▶ [PROVIDED RECORDS]
//! Plugin lifecycle bus.
//!
//! Plugins participate in every transaction through up to seven
//! lifecycle callbacks. The bus holds them in registration order and
//! drives each phase across all of them, short-circuiting on the first
//! failure. `abort` is the exception: it runs in reverse order, over
//! the plugins that got through `begin`, and never short-circuits.

mod bus;
mod descriptor;
mod error;

pub use bus::PluginBus;
pub use descriptor::{Plugin, PluginResult, TxnView};
pub use error::{PluginError, PluginFailure};

/// Lifecycle phases a plugin can observe.
#[derive(Debug, Clone, Copy, PartialEq, Eq)]
pub enum Phase {
    Begin,
    Validate,
    Complete,
    Commit,
    CommitDone,
    End,
    Abort,
}

impl Phase {
    /// Phase name for logs and errors.
    pub fn as_str(&self) -> &'static str {
        match self {
            Phase::Begin => "begin",
            Phase::Validate => "validate",
            Phase::Complete => "complete",
            Phase::Commit => "commit",
            Phase::CommitDone => "commit-done",
            Phase::End => "end",
            Phase::Abort => "abort",
        }
    }
}

impl std::fmt::Display for Phase {
    fn fmt(&self, f: &mut std::fmt::Formatter<'_>) -> std::fmt::Result {
        f.write_str(self.as_str())
    }
}
#[cfg(test)]
mod tests {
    use super::*;
    use canopy_core::ErrorTag;
    use canopy_yang::{ContainerDef, LeafDef, LeafListDef, ListDef, YangSpecBuilder};

    fn sample_spec() -> YangSpec {
        YangSpecBuilder::new()
            .module("example-system", "urn:example:sys", "2024-01-15", |m| {
                m.container(
                    ContainerDef::new("system")
                        .with_must(Must::new("count(server) <= 2").with_message("at most two servers")),
                    |c| {
                        c.leaf(LeafDef::new("hostname", TypeSpec::string()).mandatory());
                        c.leaf(LeafDef::new("mtu", TypeSpec::uint16()).with_default("1500"));
                        c.list(
                            ListDef::new("server", &["name"]).min_elements(1).unique(&["port"]),
                            |l| {
                                l.leaf(LeafDef::new("name", TypeSpec::string()));
                                l.leaf(LeafDef::new("port", TypeSpec::uint16()).with_default("22"));
                            },
                        );
                        c.leaf_list(LeafListDef::new("dns", TypeSpec::string()).max_elements(2));
                        c.leaf(LeafDef::new(
                            "primary-server",
                            TypeSpec::leafref("../server/name"),
                        ));
                    },
                );
            })
            .build()
            .unwrap()
    }

    fn base_tree(spec: &YangSpec) -> (ConfigTree, NodeId) {
        let mut tree = ConfigTree::new();
        let root = tree.root();
        let system = tree
            .add_element(root, "system", Some("urn:example:sys"))
            .unwrap();
        tree.add_leaf(system, "hostname", None, "router1").unwrap();
        let server = tree.add_element(system, "server", None).unwrap();
        tree.add_leaf(server, "name", None, "s1").unwrap();
        tree.bind(spec).unwrap();
        (tree, system)
    }

    #[test]
    fn test_valid_tree_passes() {
        // GIVEN
        let spec = sample_spec();
        let validator = Validator::new(&spec);
        let (mut tree, _) = base_tree(&spec);

        // WHEN
        validator.fill_defaults(&mut tree).unwrap();
        let errors = validator.validate_all_top(&tree);

        // THEN
        assert!(errors.is_empty(), "unexpected: {}", errors);
    }

    #[test]
    fn test_default_satisfies_mandatory_style_checks() {
        // GIVEN - mtu has a default and no explicit value
        let spec = sample_spec();
        let validator = Validator::new(&spec);
        let (mut tree, system) = base_tree(&spec);

        // WHEN
        validator.fill_defaults(&mut tree).unwrap();

        // THEN - the default was materialized and validation passes
        assert_eq!(
            tree.child_body(system, "mtu").unwrap(),
            Some("1500".to_string())
        );
        assert!(validator.validate_all_top(&tree).is_empty());

        // WHEN - stripped again
        validator.strip_defaults(&mut tree).unwrap();

        // THEN
        assert_eq!(tree.child_body(system, "mtu").unwrap(), None);
    }

    #[test]
    fn test_mandatory_leaf_missing() {
        // GIVEN - no hostname
        let spec = sample_spec();
        let validator = Validator::new(&spec);
        let mut tree = ConfigTree::new();
        let root = tree.root();
        let system = tree
            .add_element(root, "system", Some("urn:example:sys"))
            .unwrap();
        let server = tree.add_element(system, "server", None).unwrap();
        tree.add_leaf(server, "name", None, "s1").unwrap();
        tree.bind(&spec).unwrap();

        // WHEN
        let errors = validator.validate_all_top(&tree);

        // THEN
        assert_eq!(errors.first().map(|e| e.tag), Some(ErrorTag::MissingElement));
    }

    #[test]
    fn test_bad_integer_value() {
        // GIVEN
        let spec = sample_spec();
        let validator = Validator::new(&spec);
        let (mut tree, system) = base_tree(&spec);
        tree.add_leaf(system, "mtu", None, "not-a-number").unwrap();
        tree.bind(&spec).unwrap();

        // WHEN
        let errors = validator.validate_all_top(&tree);

        // THEN
        let err = errors.first().unwrap();
        assert_eq!(err.tag, ErrorTag::InvalidValue);
        assert_eq!(err.path.as_deref(), Some("/system/mtu"));
    }

    #[test]
    fn test_min_elements_violation_is_data_missing() {
        // GIVEN - server list requires one entry
        let spec = sample_spec();
        let validator = Validator::new(&spec);
        let mut tree = ConfigTree::new();
        let root = tree.root();
        let system = tree
            .add_element(root, "system", Some("urn:example:sys"))
            .unwrap();
        tree.add_leaf(system, "hostname", None, "r1").unwrap();
        tree.bind(&spec).unwrap();

        // WHEN
        let errors = validator.validate_all_top(&tree);

        // THEN
        let err = errors.first().unwrap();
        assert_eq!(err.tag, ErrorTag::DataMissing);
        assert_eq!(err.app_tag.as_deref(), Some("too-few-elements"));
    }

    #[test]
    fn test_must_violation() {
        // GIVEN - three servers against count(server) <= 2
        let spec = sample_spec();
        let validator = Validator::new(&spec);
        let (mut tree, system) = base_tree(&spec);
        for name in ["s2", "s3"] {
            let server = tree.add_element(system, "server", None).unwrap();
            tree.add_leaf(server, "name", None, name).unwrap();
        }
        tree.bind(&spec).unwrap();

        // WHEN
        let errors = validator.validate_all_top(&tree);

        // THEN
        let err = errors.first().unwrap();
        assert_eq!(err.tag, ErrorTag::OperationFailed);
        assert_eq!(err.message, "at most two servers");
        assert_eq!(err.app_tag.as_deref(), Some("must-violation"));
    }

    #[test]
    fn test_duplicate_list_key() {
        // GIVEN
        let spec = sample_spec();
        let validator = Validator::new(&spec);
        let (mut tree, system) = base_tree(&spec);
        let server = tree.add_element(system, "server", None).unwrap();
        tree.add_leaf(server, "name", None, "s1").unwrap();
        tree.bind(&spec).unwrap();

        // WHEN
        let errors = validator.validate_all_top(&tree);

        // THEN
        assert!(errors
            .all()
            .iter()
            .any(|e| e.tag == ErrorTag::DataExists && e.message.contains("duplicate list key")));
    }

    #[test]
    fn test_unique_constraint() {
        // GIVEN - two servers sharing a port
        let spec = sample_spec();
        let validator = Validator::new(&spec);
        let (mut tree, system) = base_tree(&spec);
        let s1 = tree.find_child(system, "server").unwrap().unwrap();
        tree.add_leaf(s1, "port", None, "2022").unwrap();
        let s2 = tree.add_element(system, "server", None).unwrap();
        tree.add_leaf(s2, "name", None, "s2").unwrap();
        tree.add_leaf(s2, "port", None, "2022").unwrap();
        tree.bind(&spec).unwrap();

        // WHEN
        let errors = validator.validate_all_top(&tree);

        // THEN
        assert!(errors
            .all()
            .iter()
            .any(|e| e.app_tag.as_deref() == Some("data-not-unique")));
    }

    #[test]
    fn test_leafref_resolution() {
        // GIVEN - primary-server pointing at a present, then absent name
        let spec = sample_spec();
        let validator = Validator::new(&spec);
        let (mut tree, system) = base_tree(&spec);
        tree.add_leaf(system, "primary-server", None, "s1").unwrap();
        tree.bind(&spec).unwrap();
        assert!(validator.validate_all_top(&tree).is_empty());

        // WHEN - retarget to a missing entry
        let leaf = tree.find_child(system, "primary-server").unwrap().unwrap();
        tree.set_body(leaf, "ghost").unwrap();
        let errors = validator.validate_all_top(&tree);

        // THEN
        let err = errors.first().unwrap();
        assert_eq!(err.tag, ErrorTag::DataMissing);
        assert_eq!(err.app_tag.as_deref(), Some("instance-required"));
    }

    #[test]
    fn test_max_elements_violation() {
        // GIVEN - three dns entries against max-elements 2
        let spec = sample_spec();
        let validator = Validator::new(&spec);
        let (mut tree, system) = base_tree(&spec);
        for d in ["a", "b", "c"] {
            tree.add_leaf(system, "dns", None, d).unwrap();
        }
        tree.bind(&spec).unwrap();

        // WHEN
        let errors = validator.validate_all_top(&tree);

        // THEN
        assert!(errors
            .all()
            .iter()
            .any(|e| e.app_tag.as_deref() == Some("too-many-elements")));
    }

    #[test]
    fn test_validate_add_scopes_to_subtree() {
        // GIVEN - an invalid mtu outside the added subtree
        let spec = sample_spec();
        let validator = Validator::new(&spec);
        let (mut tree, system) = base_tree(&spec);
        tree.add_leaf(system, "mtu", None, "99999").unwrap();
        tree.bind(&spec).unwrap();
        let server = tree.find_child(system, "server").unwrap().unwrap();

        // WHEN - validating only the server subtree
        let errors = validator.validate_add(&tree, server);

        // THEN - the mtu error is not reported
        assert!(errors.is_empty(), "unexpected: {}", errors);
    }

    #[test]
    fn test_empty_tree_passes() {
        let spec = sample_spec();
        let validator = Validator::new(&spec);
        let tree = ConfigTree::new();
        assert!(validator.validate_all_top(&tree).is_empty());
    }
}
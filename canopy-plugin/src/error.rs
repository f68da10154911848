//! Plugin errors.

use thiserror::Error;

/// Failure reported by a plugin callback.
#[derive(Debug, Error)]
#[error("{0}")]
pub struct PluginFailure(pub String);

impl PluginFailure {
    /// Create a failure with a message.
    pub fn new(message: impl Into<String>) -> Self {
        Self(message.into())
    }
}

/// A failure attributed to a plugin and callback by the bus.
#[derive(Debug, Error)]
pub enum PluginError {
    /// The plugin's callback returned an error.
    #[error("plugin {plugin:?} failed in {context}: {source}")]
    Callback {
        plugin: String,
        context: String,
        #[source]
        source: PluginFailure,
    },

    /// The plugin's context fence changed across a callback, which
    /// indicates the extension corrupted its own state.
    #[error("plugin {plugin:?} tripped its context fence in {context}")]
    FenceTripped { plugin: String, context: String },
}

impl PluginError {
    /// The name of the offending plugin.
    pub fn plugin(&self) -> &str {
        match self {
            PluginError::Callback { plugin, .. } => plugin,
            PluginError::FenceTripped { plugin, .. } => plugin,
        }
    }
}
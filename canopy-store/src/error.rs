//! Store errors.

use canopy_core::ClientId;
use thiserror::Error;

/// Errors from datastore operations.
#[derive(Debug, Error)]
pub enum StoreError {
    /// The named datastore has no file.
    #[error("datastore not found: {0}")]
    NotFound(String),

    /// The datastore is locked by another client.
    #[error("datastore {db} locked by session {holder}")]
    LockHeld { db: String, holder: ClientId },

    /// Unlocking a datastore the client does not hold.
    #[error("datastore {db} not locked by session {client}")]
    NotHolder { db: String, client: ClientId },

    /// Filesystem failure.
    #[error("datastore i/o: {0}")]
    Io(#[from] std::io::Error),

    /// Malformed datastore file.
    #[error(transparent)]
    Tree(#[from] canopy_tree::TreeError),

    /// Malformed datastore file envelope.
    #[error("malformed datastore file: {0}")]
    Format(#[from] serde_json::Error),
}

/// Result type for datastore operations.
pub type StoreResult<T> = Result<T, StoreError>;
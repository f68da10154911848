//! The NETCONF error element.
//!
//! Validation and RPC failures are reported to clients as structured
//! error elements rather than bare strings. The tag set is the closed
//! set from RFC 6241; the engine never invents new tags.

use serde::{Deserialize, Serialize};
use std::fmt;

/// Protocol layer the error belongs to.
#[derive(Debug, Clone, Copy, PartialEq, Eq, Serialize, Deserialize)]
#[serde(rename_all = "lowercase")]
pub enum ErrorType {
    /// Content/semantic error.
    Application,
    /// Operation/framing error.
    Protocol,
}

/// Severity of an error element.
#[derive(Debug, Clone, Copy, PartialEq, Eq, Serialize, Deserialize)]
#[serde(rename_all = "lowercase")]
pub enum ErrorSeverity {
    Error,
    Warning,
}

/// The closed set of NETCONF error tags the engine emits.
#[derive(Debug, Clone, Copy, PartialEq, Eq, Serialize, Deserialize)]
#[serde(rename_all = "kebab-case")]
pub enum ErrorTag {
    InUse,
    InvalidValue,
    MissingElement,
    UnknownElement,
    BadAttribute,
    OperationFailed,
    DataMissing,
    DataExists,
    AccessDenied,
    LockDenied,
}

impl ErrorTag {
    /// The wire form of the tag.
    pub fn as_str(&self) -> &'static str {
        match self {
            ErrorTag::InUse => "in-use",
            ErrorTag::InvalidValue => "invalid-value",
            ErrorTag::MissingElement => "missing-element",
            ErrorTag::UnknownElement => "unknown-element",
            ErrorTag::BadAttribute => "bad-attribute",
            ErrorTag::OperationFailed => "operation-failed",
            ErrorTag::DataMissing => "data-missing",
            ErrorTag::DataExists => "data-exists",
            ErrorTag::AccessDenied => "access-denied",
            ErrorTag::LockDenied => "lock-denied",
        }
    }
}

impl fmt::Display for ErrorTag {
    fn fmt(&self, f: &mut fmt::Formatter<'_>) -> fmt::Result {
        f.write_str(self.as_str())
    }
}

/// A structured NETCONF error element.
#[derive(Debug, Clone, PartialEq, Serialize, Deserialize)]
pub struct RpcError {
    /// Layer the error belongs to.
    pub error_type: ErrorType,
    /// Tag from the closed set.
    pub tag: ErrorTag,
    /// Severity, almost always `Error`.
    pub severity: ErrorSeverity,
    /// Human-readable message.
    pub message: String,
    /// Path to the offending node, when known.
    pub path: Option<String>,
    /// Application-specific tag (e.g. from a YANG `must` statement).
    pub app_tag: Option<String>,
    /// Extra info element, e.g. the session id holding a lock.
    pub info: Option<String>,
}

impl RpcError {
    /// Create an error with the given type, tag and message.
    pub fn new(error_type: ErrorType, tag: ErrorTag, message: impl Into<String>) -> Self {
        Self {
            error_type,
            tag,
            severity: ErrorSeverity::Error,
            message: message.into(),
            path: None,
            app_tag: None,
            info: None,
        }
    }

    /// Attach an error path.
    pub fn with_path(mut self, path: impl Into<String>) -> Self {
        self.path = Some(path.into());
        self
    }

    /// Attach an application tag.
    pub fn with_app_tag(mut self, app_tag: impl Into<String>) -> Self {
        self.app_tag = Some(app_tag.into());
        self
    }

    /// Attach an info element.
    pub fn with_info(mut self, info: impl Into<String>) -> Self {
        self.info = Some(info.into());
        self
    }

    // ========== Tag constructors ==========

    /// A value failed a type or range constraint.
    pub fn invalid_value(path: impl Into<String>, message: impl Into<String>) -> Self {
        Self::new(ErrorType::Application, ErrorTag::InvalidValue, message).with_path(path)
    }

    /// A required element is absent.
    pub fn missing_element(path: impl Into<String>, message: impl Into<String>) -> Self {
        Self::new(ErrorType::Application, ErrorTag::MissingElement, message).with_path(path)
    }

    /// An element has no matching schema statement.
    pub fn unknown_element(path: impl Into<String>, message: impl Into<String>) -> Self {
        Self::new(ErrorType::Application, ErrorTag::UnknownElement, message).with_path(path)
    }

    /// An attribute is not allowed here.
    pub fn bad_attribute(path: impl Into<String>, message: impl Into<String>) -> Self {
        Self::new(ErrorType::Application, ErrorTag::BadAttribute, message).with_path(path)
    }

    /// The requested resource is in use (e.g. datastore locked).
    pub fn in_use(message: impl Into<String>) -> Self {
        Self::new(ErrorType::Protocol, ErrorTag::InUse, message)
    }

    /// A lock request was denied; `session` is the holder.
    pub fn lock_denied(session: u32, message: impl Into<String>) -> Self {
        Self::new(ErrorType::Protocol, ErrorTag::LockDenied, message)
            .with_info(format!("<session-id>{}</session-id>", session))
    }

    /// A cardinality or referential constraint found data missing.
    pub fn data_missing(path: impl Into<String>, message: impl Into<String>) -> Self {
        Self::new(ErrorType::Application, ErrorTag::DataMissing, message).with_path(path)
    }

    /// Data unexpectedly present (e.g. duplicate list key).
    pub fn data_exists(path: impl Into<String>, message: impl Into<String>) -> Self {
        Self::new(ErrorType::Application, ErrorTag::DataExists, message).with_path(path)
    }

    /// Access denied.
    pub fn access_denied(message: impl Into<String>) -> Self {
        Self::new(ErrorType::Protocol, ErrorTag::AccessDenied, message)
    }

    /// Catch-all operation failure.
    pub fn operation_failed(error_type: ErrorType, message: impl Into<String>) -> Self {
        Self::new(error_type, ErrorTag::OperationFailed, message)
    }
}

impl fmt::Display for RpcError {
    fn fmt(&self, f: &mut fmt::Formatter<'_>) -> fmt::Result {
        match &self.path {
            Some(path) => write!(f, "{}: {} ({})", self.tag, self.message, path),
            None => write!(f, "{}: {}", self.tag, self.message),
        }
    }
}

/// An accumulated list of error elements.
///
/// The validator collects every failure it finds; callers decide
/// whether to surface all of them or stop at the first.
#[derive(Debug, Clone, Default, PartialEq, Serialize, Deserialize)]
pub struct RpcErrors {
    errors: Vec<RpcError>,
}

impl RpcErrors {
    /// Create an empty collection.
    pub fn new() -> Self {
        Self::default()
    }

    /// Add an error.
    pub fn push(&mut self, error: RpcError) {
        self.errors.push(error);
    }

    /// True if no errors were collected.
    pub fn is_empty(&self) -> bool {
        self.errors.is_empty()
    }

    /// Number of collected errors.
    pub fn len(&self) -> usize {
        self.errors.len()
    }

    /// All collected errors.
    pub fn all(&self) -> &[RpcError] {
        &self.errors
    }

    /// The first error, if any.
    pub fn first(&self) -> Option<&RpcError> {
        self.errors.first()
    }

    /// Merge another collection into this one.
    pub fn merge(&mut self, other: RpcErrors) {
        self.errors.extend(other.errors);
    }

    /// Turn the collection into a result: `Ok` when empty.
    pub fn into_result(self) -> Result<(), RpcErrors> {
        if self.is_empty() {
            Ok(())
        } else {
            Err(self)
        }
    }
}

impl From<RpcError> for RpcErrors {
    fn from(error: RpcError) -> Self {
        let mut errors = RpcErrors::new();
        errors.push(error);
        errors
    }
}

impl IntoIterator for RpcErrors {
    type Item = RpcError;
    type IntoIter = std::vec::IntoIter<RpcError>;

    fn into_iter(self) -> Self::IntoIter {
        self.errors.into_iter()
    }
}

impl<'a> IntoIterator for &'a RpcErrors {
    type Item = &'a RpcError;
    type IntoIter = std::slice::Iter<'a, RpcError>;

    fn into_iter(self) -> Self::IntoIter {
        self.errors.iter()
    }
}

impl fmt::Display for RpcErrors {
    fn fmt(&self, f: &mut fmt::Formatter<'_>) -> fmt::Result {
        let msgs: Vec<String> = self.errors.iter().map(|e| e.to_string()).collect();
        f.write_str(&msgs.join("; "))
    }
}
//! The in-flight transaction record.

use canopy_core::NodeId;
use canopy_plugin::TxnView;
use canopy_tree::{ConfigTree, Diff};

/// Transaction states.
///
/// The happy path walks left to right; any error before `Committed`
/// routes through `Aborting` back to `Idle`. A failure after
/// `Committed` is surfaced but not unwound (see the engine's error
/// policy).
#[derive(Debug, Clone, Copy, PartialEq, Eq)]
pub enum TxState {
    /// Created, plugins not yet involved.
    Idle,
    /// All plugins returned from `begin`.
    Open,
    /// Generic and plugin validation passed.
    Validated,
    /// `complete` passed; ready to commit.
    Ready,
    /// All plugins committed.
    Committed,
    /// The target is installed as running.
    Installed,
    /// Running plugin aborts after a failure.
    Aborting,
}

/// One validate/commit pipeline in flight.
///
/// Source and target stay immutable from the plugins' point of view
/// (plugins receive the target mutably only to annotate it); the
/// vectors index into the respective trees.
pub struct Transaction {
    /// The configuration being replaced.
    pub source: ConfigTree,
    /// The configuration being installed.
    pub target: ConfigTree,
    /// Nodes present only in the source.
    pub deleted: Vec<NodeId>,
    /// Nodes present only in the target.
    pub added: Vec<NodeId>,
    /// Changed nodes, source side.
    pub src_changed: Vec<NodeId>,
    /// Changed nodes, target side (parallel to `src_changed`).
    pub tgt_changed: Vec<NodeId>,
    state: TxState,
    /// Number of plugins whose `begin` returned successfully.
    begun: usize,
}

impl Default for Transaction {
    fn default() -> Self {
        Self::new()
    }
}

impl Transaction {
    /// An empty transaction awaiting its trees.
    pub fn new() -> Self {
        Self {
            source: ConfigTree::new(),
            target: ConfigTree::new(),
            deleted: Vec::new(),
            added: Vec::new(),
            src_changed: Vec::new(),
            tgt_changed: Vec::new(),
            state: TxState::Idle,
            begun: 0,
        }
    }

    /// Current state.
    pub fn state(&self) -> TxState {
        self.state
    }

    pub(crate) fn set_state(&mut self, state: TxState) {
        self.state = state;
    }

    /// Plugins that completed `begin` (abort runs over exactly these).
    pub fn begun(&self) -> usize {
        self.begun
    }

    pub(crate) fn set_begun(&mut self, begun: usize) {
        self.begun = begun;
    }

    /// Adopt the diff vectors.
    pub(crate) fn set_diff(&mut self, diff: Diff) {
        self.deleted = diff.deleted;
        self.added = diff.added;
        self.src_changed = diff.src_changed;
        self.tgt_changed = diff.tgt_changed;
    }

    /// Drop the source-side vectors once the source tree is stale
    /// (after the target replaced running).
    pub(crate) fn clear_source_vectors(&mut self) {
        self.deleted.clear();
        self.src_changed.clear();
    }

    /// The view handed to plugin callbacks.
    pub(crate) fn view(&mut self) -> TxnView<'_> {
        TxnView {
            source: &self.source,
            target: &mut self.target,
            deleted: &self.deleted,
            added: &self.added,
            src_changed: &self.src_changed,
            tgt_changed: &self.tgt_changed,
        }
    }
}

▶ [WHAT IS BEING ASKED]
Once you find the line with "pub enum ErrorSeverity" above, print it and every line after it up to and including the line with "impl fmt::Display for ErrorTag", exactly as written and nothing else.

▶ [EXPECTED ANSWER]
pub enum ErrorSeverity {
    Error,
    Warning,
}

/// The closed set of NETCONF error tags the engine emits.
#[derive(Debug, Clone, Copy, PartialEq, Eq, Serialize, Deserialize)]
#[serde(rename_all = "kebab-case")]
pub enum ErrorTag {
    InUse,
    InvalidValue,
    MissingElement,
    UnknownElement,
    BadAttribute,
    OperationFailed,
    DataMissing,
    DataExists,
    AccessDenied,
    LockDenied,
}

impl ErrorTag {
    /// The wire form of the tag.
    pub fn as_str(&self) -> &'static str {
        match self {
            ErrorTag::InUse => "in-use",
            ErrorTag::InvalidValue => "invalid-value",
            ErrorTag::MissingElement => "missing-element",
            ErrorTag::UnknownElement => "unknown-element",
            ErrorTag::BadAttribute => "bad-attribute",
            ErrorTag::OperationFailed => "operation-failed",
            ErrorTag::DataMissing => "data-missing",
            ErrorTag::DataExists => "data-exists",
            ErrorTag::AccessDenied => "access-denied",
            ErrorTag::LockDenied => "lock-denied",
        }
    }
}

impl fmt::Display for ErrorTag {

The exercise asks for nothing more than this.